Requirement. Only the count is expected: the number of lines below that contain "reqwest".

Stored items
↓

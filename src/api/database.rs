use std::collections::BTreeMap;
use std::sync::Arc;

use percent_encoding::{utf8_percent_encode, AsciiSet, CONTROLS};
use reqwest::Method;
use serde_json::Value as JsonValue;

use crate::codec::{decode_document_fields, encode_document_fields};
use crate::credentials::{NoopTokenProvider, TokenProvider, TokenProviderArc};
use crate::error::{internal_error, invalid_argument, missing_project_id, FirestoreResult};
use crate::model::DatabaseId;
use crate::query::StructuredQuery;
use crate::remote::{Connection, RequestContext};
use crate::value::Value;

use super::document::Document;
use super::operations::{Commit, DocumentAction, DocumentQuery, Search};

// Escapes query-string components; dots stay literal so update masks read
// naturally in logs and mocks.
const QUERY_COMPONENT: &AsciiSet = &CONTROLS
    .add(b' ')
    .add(b'"')
    .add(b'#')
    .add(b'<')
    .add(b'>')
    .add(b'&')
    .add(b'=')
    .add(b'+')
    .add(b'?');

/// The client: one database plus the token source used to reach it.
///
/// Every operation method returns a fresh single-use builder; builders are
/// never cached or reused, so no filter or cursor state can leak between
/// logical requests.
#[derive(Clone)]
pub struct Database {
    connection: Connection,
    database_id: DatabaseId,
    auth: TokenProviderArc,
}

impl std::fmt::Debug for Database {
    fn fmt(&self, f: &mut std::fmt::Formatter<'_>) -> std::fmt::Result {
        f.debug_struct("Database")
            .field("connection", &self.connection)
            .field("database_id", &self.database_id)
            .field("auth", &"<dyn TokenProvider>")
            .finish()
    }
}

pub struct DatabaseBuilder {
    project_id: Option<String>,
    database: String,
    auth: TokenProviderArc,
    client: Option<reqwest::Client>,
    emulator_host: Option<String>,
}

impl Database {
    pub fn builder() -> DatabaseBuilder {
        DatabaseBuilder {
            project_id: None,
            database: crate::constants::DEFAULT_DATABASE_ID.to_string(),
            auth: Arc::new(NoopTokenProvider),
            client: None,
            emulator_host: None,
        }
    }

    pub fn database_id(&self) -> &DatabaseId {
        &self.database_id
    }

    /// Reads one document, selected by identifier or by filters.
    pub fn view(&self, collection: impl Into<String>) -> DocumentQuery<'_> {
        DocumentQuery::new(self, collection.into(), DocumentAction::View)
    }

    /// Deletes one document, selected by identifier or by filters. The
    /// filter path returns the removed document's fields.
    pub fn remove(&self, collection: impl Into<String>) -> DocumentQuery<'_> {
        DocumentQuery::new(self, collection.into(), DocumentAction::Remove)
    }

    /// Creates a document. With an identifier the write is direct; with
    /// filters the collection is probed first and an existing match fails
    /// with `already-exists`.
    pub fn create<K, V, I>(&self, collection: impl Into<String>, data: I) -> DocumentQuery<'_>
    where
        I: IntoIterator<Item = (K, V)>,
        K: Into<String>,
        V: Into<Value>,
    {
        let fields = collect_fields(data);
        let empty = fields.is_empty();
        let mut query =
            DocumentQuery::new(self, collection.into(), DocumentAction::Create { fields });
        if empty {
            query.defer(invalid_argument("Create requires at least one field"));
        }
        query
    }

    /// Patches a document: supplied fields are written under an update mask
    /// with an exists precondition; resolution happens first when filters
    /// are used (resolve-then-mutate, two round trips, not atomic).
    pub fn update<K, V, I>(&self, collection: impl Into<String>, data: I) -> DocumentQuery<'_>
    where
        I: IntoIterator<Item = (K, V)>,
        K: Into<String>,
        V: Into<Value>,
    {
        let fields = collect_fields(data);
        let empty = fields.is_empty();
        let mut query = DocumentQuery::new(
            self,
            collection.into(),
            DocumentAction::Update {
                fields,
                deletions: Vec::new(),
            },
        );
        if empty {
            query.defer(invalid_argument("Update requires at least one field"));
        }
        query
    }

    /// Runs a structured query over a collection (or a parent-scoped
    /// collection path such as `regions/west/cities`).
    pub fn search(&self, collection: impl Into<String>) -> Search<'_> {
        Search::new(self, collection.into())
    }

    /// Builds a commit-style write with optional field transforms. An
    /// explicit identifier is required before the commit is sent.
    pub fn set<K, V, I>(&self, collection: impl Into<String>, data: I) -> Commit<'_>
    where
        I: IntoIterator<Item = (K, V)>,
        K: Into<String>,
        V: Into<Value>,
    {
        Commit::new(self, collection.into(), data)
    }

    pub(crate) async fn request_context(&self) -> FirestoreResult<RequestContext> {
        Ok(RequestContext {
            auth_token: self.auth.get_token().await?,
        })
    }

    pub(crate) fn document_name(&self, collection: &str, id: &str) -> String {
        format!(
            "{}/documents/{collection}/{id}",
            self.database_id.resource_name()
        )
    }

    pub(crate) async fn get_document(
        &self,
        collection: &str,
        id: &str,
    ) -> FirestoreResult<Option<Document>> {
        let path = format!("documents/{collection}/{id}");
        let context = self.request_context().await?;
        match self
            .connection
            .invoke_json_optional(Method::GET, &path, None, &context)
            .await?
        {
            Some(json) => parse_document(&json).map(Some),
            None => Ok(None),
        }
    }

    pub(crate) async fn delete_document(&self, collection: &str, id: &str) -> FirestoreResult<()> {
        let path = format!("documents/{collection}/{id}");
        let context = self.request_context().await?;
        // DELETE on an already-missing document is a benign race.
        self.connection
            .invoke_json_optional(Method::DELETE, &path, None, &context)
            .await?;
        Ok(())
    }

    pub(crate) async fn create_document(
        &self,
        collection: &str,
        document_id: Option<&str>,
        fields: &BTreeMap<String, Value>,
    ) -> FirestoreResult<Document> {
        let path = match document_id {
            Some(id) => format!(
                "documents/{collection}?documentId={}",
                utf8_percent_encode(id, QUERY_COMPONENT)
            ),
            None => format!("documents/{collection}"),
        };
        let body = encode_document_fields(fields);
        let context = self.request_context().await?;
        let response = self
            .connection
            .invoke_json(Method::POST, &path, Some(body), &context)
            .await?;
        parse_document(&response)
    }

    pub(crate) async fn patch_document(
        &self,
        collection: &str,
        id: &str,
        fields: &BTreeMap<String, Value>,
        deletions: &[String],
    ) -> FirestoreResult<Option<Document>> {
        let mut query = String::from("?currentDocument.exists=true");
        for path in fields.keys().map(String::as_str).chain(deletions.iter().map(String::as_str)) {
            query.push_str("&updateMask.fieldPaths=");
            query.push_str(&utf8_percent_encode(path, QUERY_COMPONENT).to_string());
        }

        let path = format!("documents/{collection}/{id}{query}");
        let body = encode_document_fields(fields);
        let context = self.request_context().await?;
        match self
            .connection
            .invoke_json_optional(Method::PATCH, &path, Some(body), &context)
            .await?
        {
            Some(json) => parse_document(&json).map(Some),
            None => Ok(None),
        }
    }

    pub(crate) async fn run_query(
        &self,
        collection_path: &str,
        query: &StructuredQuery,
    ) -> FirestoreResult<Vec<Document>> {
        let path = match split_collection_path(collection_path).0 {
            Some(parent) => format!("documents/{parent}:runQuery"),
            None => "documents:runQuery".to_string(),
        };
        let body = query.request_body();
        let context = self.request_context().await?;
        let response = self
            .connection
            .invoke_json(Method::POST, &path, Some(body), &context)
            .await?;

        let entries = response
            .as_array()
            .ok_or_else(|| internal_error("runQuery response must be an array"))?;

        let mut documents = Vec::new();
        for entry in entries {
            // Entries without a document carry readTime bookkeeping only.
            let document = match entry.get("document") {
                Some(document) => document,
                None => continue,
            };
            documents.push(parse_document(document)?);
        }
        Ok(documents)
    }

    pub(crate) async fn resolve_single(
        &self,
        collection_path: &str,
        query: &StructuredQuery,
    ) -> FirestoreResult<Option<Document>> {
        let documents = self.run_query(collection_path, query).await?;
        Ok(documents.into_iter().next())
    }

    pub(crate) async fn commit(&self, body: JsonValue) -> FirestoreResult<()> {
        let context = self.request_context().await?;
        self.connection
            .invoke_json(Method::POST, "documents:commit", Some(body), &context)
            .await?;
        Ok(())
    }
}

impl DatabaseBuilder {
    pub fn project(mut self, project_id: impl Into<String>) -> Self {
        self.project_id = Some(project_id.into());
        self
    }

    pub fn database(mut self, database: impl Into<String>) -> Self {
        self.database = database.into();
        self
    }

    pub fn token_provider(mut self, provider: impl TokenProvider) -> Self {
        self.auth = Arc::new(provider);
        self
    }

    pub fn shared_token_provider(mut self, provider: TokenProviderArc) -> Self {
        self.auth = provider;
        self
    }

    pub fn http_client(mut self, client: reqwest::Client) -> Self {
        self.client = Some(client);
        self
    }

    pub fn emulator_host(mut self, host: impl Into<String>) -> Self {
        self.emulator_host = Some(host.into());
        self
    }

    pub fn build(self) -> FirestoreResult<Database> {
        let project_id = self.project_id.ok_or_else(missing_project_id)?;
        let database_id = DatabaseId::new(project_id, self.database);

        let mut connection_builder = Connection::builder(database_id.clone());
        if let Some(client) = self.client {
            connection_builder = connection_builder.with_client(client);
        }
        if let Some(host) = self.emulator_host {
            connection_builder = connection_builder.with_emulator_host(host);
        }

        Ok(Database {
            connection: connection_builder.build()?,
            database_id,
            auth: self.auth,
        })
    }
}

pub(crate) fn split_collection_path(path: &str) -> (Option<&str>, &str) {
    match path.rfind('/') {
        Some(index) => (Some(&path[..index]), &path[index + 1..]),
        None => (None, path),
    }
}

fn collect_fields<K, V, I>(data: I) -> BTreeMap<String, Value>
where
    I: IntoIterator<Item = (K, V)>,
    K: Into<String>,
    V: Into<Value>,
{
    data.into_iter()
        .map(|(key, value)| (key.into(), value.into()))
        .collect()
}

fn parse_document(json: &JsonValue) -> FirestoreResult<Document> {
    let name = json
        .get("name")
        .and_then(JsonValue::as_str)
        .ok_or_else(|| internal_error("Document response missing 'name'"))?;
    let fields = decode_document_fields(json)?;
    Ok(Document::new(name, fields))
}

#[cfg(test)]
mod tests {
    use super::*;

    #[test]
    fn builder_requires_project() {
        let err = Database::builder().build().unwrap_err();
        assert_eq!(err.code_str(), "firestore/missing-project-id");
    }

    #[test]
    fn splits_parent_collection_paths() {
        assert_eq!(split_collection_path("users"), (None, "users"));
        assert_eq!(
            split_collection_path("regions/west/cities"),
            (Some("regions/west"), "cities")
        );
    }

    #[test]
    fn document_name_includes_database_resource() {
        let database = Database::builder().project("demo").build().unwrap();
        assert_eq!(
            database.document_name("users", "u1"),
            "projects/demo/databases/(default)/documents/users/u1"
        );
    }
}
use reqwest::StatusCode;
use serde::Deserialize;

use crate::error::{
    already_exists, deadline_exceeded, internal_error, invalid_argument, not_found,
    permission_denied, resource_exhausted, unauthenticated, unavailable, FirestoreError,
};

#[derive(Debug, Deserialize)]
struct GoogleErrorBody {
    error: Option<GoogleError>,
}

#[derive(Debug, Deserialize)]
struct GoogleError {
    #[serde(default)]
    message: Option<String>,
    #[serde(default)]
    status: Option<String>,
}

pub(crate) fn map_http_error(status: StatusCode, body: &str) -> FirestoreError {
    let message = extract_message(body)
        .unwrap_or_else(|| status.canonical_reason().unwrap_or("HTTP error").to_string());
    match status {
        StatusCode::BAD_REQUEST => invalid_argument(message),
        StatusCode::UNAUTHORIZED => unauthenticated(message),
        StatusCode::FORBIDDEN => permission_denied(message),
        StatusCode::NOT_FOUND => not_found(message),
        StatusCode::CONFLICT => already_exists(message),
        StatusCode::TOO_MANY_REQUESTS => resource_exhausted(message),
        StatusCode::SERVICE_UNAVAILABLE => unavailable(message),
        StatusCode::GATEWAY_TIMEOUT => deadline_exceeded(message),
        StatusCode::REQUEST_TIMEOUT => deadline_exceeded(message),
        StatusCode::PRECONDITION_FAILED => invalid_argument(message),
        StatusCode::INTERNAL_SERVER_ERROR => internal_error(message),
        StatusCode::BAD_GATEWAY => unavailable(message),
        other => map_status_from_payload(other, &message, body),
    }
}

fn map_status_from_payload(
    status: StatusCode,
    fallback_message: &str,
    body: &str,
) -> FirestoreError {
    if let Some(payload) = extract_error_payload(body) {
        if let Some(status_string) = payload.status.as_deref() {
            return map_status_code(
                status_string,
                payload.message.as_deref().unwrap_or(fallback_message),
            );
        }
    }

    if status.is_client_error() {
        invalid_argument(fallback_message.to_string())
    } else {
        internal_error(fallback_message.to_string())
    }
}

fn map_status_code(status: &str, message: &str) -> FirestoreError {
    match status {
        "INVALID_ARGUMENT" => invalid_argument(message.to_string()),
        "FAILED_PRECONDITION" => invalid_argument(message.to_string()),
        "OUT_OF_RANGE" => invalid_argument(message.to_string()),
        "UNAUTHENTICATED" => unauthenticated(message.to_string()),
        "PERMISSION_DENIED" => permission_denied(message.to_string()),
        "NOT_FOUND" => not_found(message.to_string()),
        "ALREADY_EXISTS" => already_exists(message.to_string()),
        "RESOURCE_EXHAUSTED" => resource_exhausted(message.to_string()),
        "UNAVAILABLE" => unavailable(message.to_string()),
        "DEADLINE_EXCEEDED" => deadline_exceeded(message.to_string()),
        other => internal_error(format!("Unhandled error status: {other} ({message})")),
    }
}

fn extract_message(body: &str) -> Option<String> {
    extract_error_payload(body)
        .and_then(|payload| payload.message)
        .filter(|message| !message.is_empty())
}

fn extract_error_payload(body: &str) -> Option<GoogleError> {
    serde_json::from_str::<GoogleErrorBody>(body)
        .ok()
        .and_then(|parsed| parsed.error)
}
use async_lock::Mutex;
use async_trait::async_trait;

use crate::constants::METADATA_TOKEN_URL;
use crate::credentials::{CachedToken, TokenProvider, TokenResponse};
use crate::error::{unauthenticated, FirestoreResult};

/// Fetches tokens from the GCE metadata server, available to workloads
/// running on Google infrastructure.
pub struct MetadataTokenProvider {
    client: reqwest::Client,
    token_url: String,
    cache: Mutex<Option<CachedToken>>,
}

impl MetadataTokenProvider {
    pub fn new() -> Self {
        Self {
            client: reqwest::Client::new(),
            token_url: METADATA_TOKEN_URL.to_string(),
            cache: Mutex::new(None),
        }
    }

    pub fn with_token_url(mut self, url: impl Into<String>) -> Self {
        self.token_url = url.into();
        self
    }
}

impl Default for MetadataTokenProvider {
    fn default() -> Self {
        Self::new()
    }
}

#[async_trait]
impl TokenProvider for MetadataTokenProvider {
    async fn get_token(&self) -> FirestoreResult<Option<String>> {
        let mut cache = self.cache.lock().await;
        if let Some(cached) = cache.as_ref() {
            if cached.is_fresh() {
                return Ok(Some(cached.token().to_string()));
            }
        }

        log::debug!("requesting access token from the metadata server");
        let response = self
            .client
            .get(&self.token_url)
            .header("Metadata-Flavor", "Google")
            .send()
            .await
            .map_err(|err| unauthenticated(err.to_string()))?;
        let status = response.status();
        let text = response
            .text()
            .await
            .map_err(|err| unauthenticated(err.to_string()))?;
        if !status.is_success() {
            return Err(unauthenticated(format!(
                "Metadata server returned {status}: {text}"
            )));
        }
        let parsed: TokenResponse = serde_json::from_str(&text)
            .map_err(|err| unauthenticated(format!("Invalid metadata token response: {err}")))?;

        let cached = CachedToken::from_response(parsed);
        let token = cached.token().to_string();
        *cache = Some(cached);
        Ok(Some(token))
    }

    fn invalidate_token(&self) {
        *self.cache.lock_blocking() = None;
    }
}
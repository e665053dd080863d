//! A lightweight Cloud Firestore REST client.
//!
//! The crate maps a collection/document CRUD+query vocabulary onto the
//! Firestore REST wire protocol: typed field values, structured queries
//! with composite filters, commit-style writes with field transforms, and
//! OAuth2 token acquisition.
//!
//! ```no_run
//! use firestore_lite::{Database, StaticTokenProvider};
//!
//! # async fn run() -> Result<(), Box<dyn std::error::Error>> {
//! let database = Database::builder()
//!     .project("my-project")
//!     .token_provider(StaticTokenProvider::new("ya29..."))
//!     .build()?;
//!
//! let user = database
//!     .view("users")
//!     .equal([("account", "42")])
//!     .end()
//!     .await?;
//!
//! let adults = database
//!     .search("users")
//!     .greater_than_or_equal([("age", 18i64)])
//!     .descending(["age"])
//!     .limit(20)
//!     .end()
//!     .await?;
//! # Ok(())
//! # }
//! ```

pub mod api;
pub mod codec;
pub(crate) mod constants;
pub mod credentials;
pub mod error;
pub mod model;
pub mod query;
pub mod remote;
pub mod value;
pub mod writes;

pub use api::{Commit, Database, DatabaseBuilder, Document, DocumentQuery, Search};
pub use constants::{DEFAULT_DATABASE_ID, DOCUMENT_ID_FIELD};
pub use credentials::{
    AuthorizedUserCredentials, AuthorizedUserTokenProvider, JwtSigner, MetadataTokenProvider,
    NoopTokenProvider, ServiceAccountCredentials, ServiceAccountTokenProvider,
    StaticTokenProvider, TokenProvider,
};
pub use error::{FirestoreError, FirestoreErrorCode, FirestoreResult};
pub use model::{DatabaseId, FieldPath, GeoPoint};
pub use query::{Direction, FilterOperator, QueryBuilder};
pub use value::{Value, ValueKind};
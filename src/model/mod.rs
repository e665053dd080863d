mod database_id;
mod field_path;
mod geo_point;

pub use database_id::DatabaseId;
pub use field_path::FieldPath;
pub use geo_point::GeoPoint;
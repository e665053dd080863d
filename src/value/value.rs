use std::collections::BTreeMap;

use chrono::{DateTime, Utc};
use serde_json::Value as JsonValue;

use crate::error::{unsupported_value, FirestoreResult};
use crate::model::GeoPoint;

/// Largest magnitude an `f64` represents exactly as an integer (2^53).
/// `From<f64>` only classifies values at or below this bound as integers;
/// larger whole numbers stay doubles so no precision is invented.
const MAX_EXACT_INTEGER: f64 = 9_007_199_254_740_992.0;

/// A single field value, covering every tag of the wire representation.
#[derive(Clone, Debug, PartialEq)]
pub struct Value {
    kind: ValueKind,
}

#[derive(Clone, Debug, PartialEq)]
pub enum ValueKind {
    Null,
    Boolean(bool),
    Integer(i64),
    Double(f64),
    Timestamp(DateTime<Utc>),
    String(String),
    Bytes(Vec<u8>),
    Reference(String),
    GeoPoint(GeoPoint),
    Array(Vec<Value>),
    Map(BTreeMap<String, Value>),
}

impl Value {
    pub fn null() -> Self {
        Self { kind: ValueKind::Null }
    }

    pub fn from_bool(value: bool) -> Self {
        Self {
            kind: ValueKind::Boolean(value),
        }
    }

    pub fn from_integer(value: i64) -> Self {
        Self {
            kind: ValueKind::Integer(value),
        }
    }

    pub fn from_double(value: f64) -> Self {
        Self {
            kind: ValueKind::Double(value),
        }
    }

    /// Classifies a number the way the wire protocol does: a finite value
    /// with no fractional part becomes an integer, everything else a double.
    pub fn from_number(value: f64) -> Self {
        if value.is_finite() && value.fract() == 0.0 && value.abs() <= MAX_EXACT_INTEGER {
            Self::from_integer(value as i64)
        } else {
            Self::from_double(value)
        }
    }

    pub fn from_timestamp(value: DateTime<Utc>) -> Self {
        Self {
            kind: ValueKind::Timestamp(value),
        }
    }

    pub fn from_string(value: impl Into<String>) -> Self {
        Self {
            kind: ValueKind::String(value.into()),
        }
    }

    pub fn from_bytes(value: Vec<u8>) -> Self {
        Self {
            kind: ValueKind::Bytes(value),
        }
    }

    pub fn from_reference(path: impl Into<String>) -> Self {
        Self {
            kind: ValueKind::Reference(path.into()),
        }
    }

    pub fn from_geo_point(value: GeoPoint) -> Self {
        Self {
            kind: ValueKind::GeoPoint(value),
        }
    }

    pub fn from_array(values: Vec<Value>) -> Self {
        Self {
            kind: ValueKind::Array(values),
        }
    }

    pub fn from_map(fields: BTreeMap<String, Value>) -> Self {
        Self {
            kind: ValueKind::Map(fields),
        }
    }

    pub fn kind(&self) -> &ValueKind {
        &self.kind
    }

    /// Converts caller-supplied dynamic JSON, recursing through arrays and
    /// objects. Numbers outside the representable domain fail with an
    /// `unsupported-value` error naming the offending field path.
    pub fn from_json(value: &JsonValue) -> FirestoreResult<Self> {
        convert_json(value, "")
    }
}

fn convert_json(value: &JsonValue, path: &str) -> FirestoreResult<Value> {
    match value {
        JsonValue::Null => Ok(Value::null()),
        JsonValue::Bool(boolean) => Ok(Value::from_bool(*boolean)),
        JsonValue::Number(number) => {
            if let Some(integer) = number.as_i64() {
                Ok(Value::from_integer(integer))
            } else if number.as_u64().is_some() {
                // u64 beyond i64::MAX: as_f64 would silently approximate it.
                Err(unsupported_value(format!(
                    "Number {number} at '{path}' is outside the representable range"
                )))
            } else if let Some(double) = number.as_f64() {
                Ok(Value::from_number(double))
            } else {
                Err(unsupported_value(format!(
                    "Number {number} at '{path}' is outside the representable range"
                )))
            }
        }
        JsonValue::String(string) => Ok(Value::from_string(string)),
        JsonValue::Array(entries) => {
            let mut values = Vec::with_capacity(entries.len());
            for (index, entry) in entries.iter().enumerate() {
                values.push(convert_json(entry, &child_path(path, &index.to_string()))?);
            }
            Ok(Value::from_array(values))
        }
        JsonValue::Object(entries) => {
            let mut fields = BTreeMap::new();
            for (key, entry) in entries {
                fields.insert(key.clone(), convert_json(entry, &child_path(path, key))?);
            }
            Ok(Value::from_map(fields))
        }
    }
}

fn child_path(path: &str, segment: &str) -> String {
    if path.is_empty() {
        segment.to_string()
    } else {
        format!("{path}.{segment}")
    }
}

impl TryFrom<&JsonValue> for Value {
    type Error = crate::error::FirestoreError;

    fn try_from(value: &JsonValue) -> FirestoreResult<Self> {
        Value::from_json(value)
    }
}

impl TryFrom<JsonValue> for Value {
    type Error = crate::error::FirestoreError;

    fn try_from(value: JsonValue) -> FirestoreResult<Self> {
        Value::from_json(&value)
    }
}

impl From<bool> for Value {
    fn from(value: bool) -> Self {
        Value::from_bool(value)
    }
}

impl From<i32> for Value {
    fn from(value: i32) -> Self {
        Value::from_integer(value as i64)
    }
}

impl From<i64> for Value {
    fn from(value: i64) -> Self {
        Value::from_integer(value)
    }
}

impl From<u32> for Value {
    fn from(value: u32) -> Self {
        Value::from_integer(value as i64)
    }
}

impl From<f64> for Value {
    fn from(value: f64) -> Self {
        Value::from_number(value)
    }
}

impl From<&str> for Value {
    fn from(value: &str) -> Self {
        Value::from_string(value)
    }
}

impl From<String> for Value {
    fn from(value: String) -> Self {
        Value::from_string(value)
    }
}

impl From<DateTime<Utc>> for Value {
    fn from(value: DateTime<Utc>) -> Self {
        Value::from_timestamp(value)
    }
}

impl From<GeoPoint> for Value {
    fn from(value: GeoPoint) -> Self {
        Value::from_geo_point(value)
    }
}

impl From<Vec<Value>> for Value {
    fn from(values: Vec<Value>) -> Self {
        Value::from_array(values)
    }
}

impl From<BTreeMap<String, Value>> for Value {
    fn from(fields: BTreeMap<String, Value>) -> Self {
        Value::from_map(fields)
    }
}

impl<T> From<Option<T>> for Value
where
    T: Into<Value>,
{
    fn from(value: Option<T>) -> Self {
        match value {
            Some(inner) => inner.into(),
            None => Value::null(),
        }
    }
}

#[cfg(test)]
mod tests {
    use super::*;
    use serde_json::json;

    #[test]
    fn number_classification() {
        assert_eq!(Value::from(5.0).kind(), &ValueKind::Integer(5));
        assert_eq!(Value::from(5.5).kind(), &ValueKind::Double(5.5));
        assert_eq!(Value::from(-3.0).kind(), &ValueKind::Integer(-3));
    }

    #[test]
    fn oversized_whole_number_stays_double() {
        let value = Value::from_number(1.0e20);
        assert_eq!(value.kind(), &ValueKind::Double(1.0e20));
    }

    #[test]
    fn converts_dynamic_json() {
        let value = Value::from_json(&json!({
            "name": "foo",
            "count": 1,
            "rate": 0.5,
            "tags": ["a", "b"],
            "gone": null
        }))
        .unwrap();
        match value.kind() {
            ValueKind::Map(fields) => {
                assert_eq!(fields.get("count").unwrap().kind(), &ValueKind::Integer(1));
                assert_eq!(fields.get("rate").unwrap().kind(), &ValueKind::Double(0.5));
                assert_eq!(fields.get("gone").unwrap().kind(), &ValueKind::Null);
            }
            other => panic!("expected map, got {other:?}"),
        }
    }

    #[test]
    fn rejects_unrepresentable_number() {
        let err = Value::from_json(&json!({ "big": u64::MAX })).unwrap_err();
        assert_eq!(err.code_str(), "firestore/unsupported-value");
        assert!(err.message().contains("big"));
    }

    #[test]
    fn unrepresentable_number_path_includes_index() {
        let err = Value::from_json(&json!({ "items": [0, u64::MAX] })).unwrap_err();
        assert!(err.message().contains("items.1"));
    }

    #[test]
    fn option_maps_to_null() {
        assert_eq!(Value::from(None::<i64>).kind(), &ValueKind::Null);
        assert_eq!(Value::from(Some(2i64)).kind(), &ValueKind::Integer(2));
    }
}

↑

Written response. 6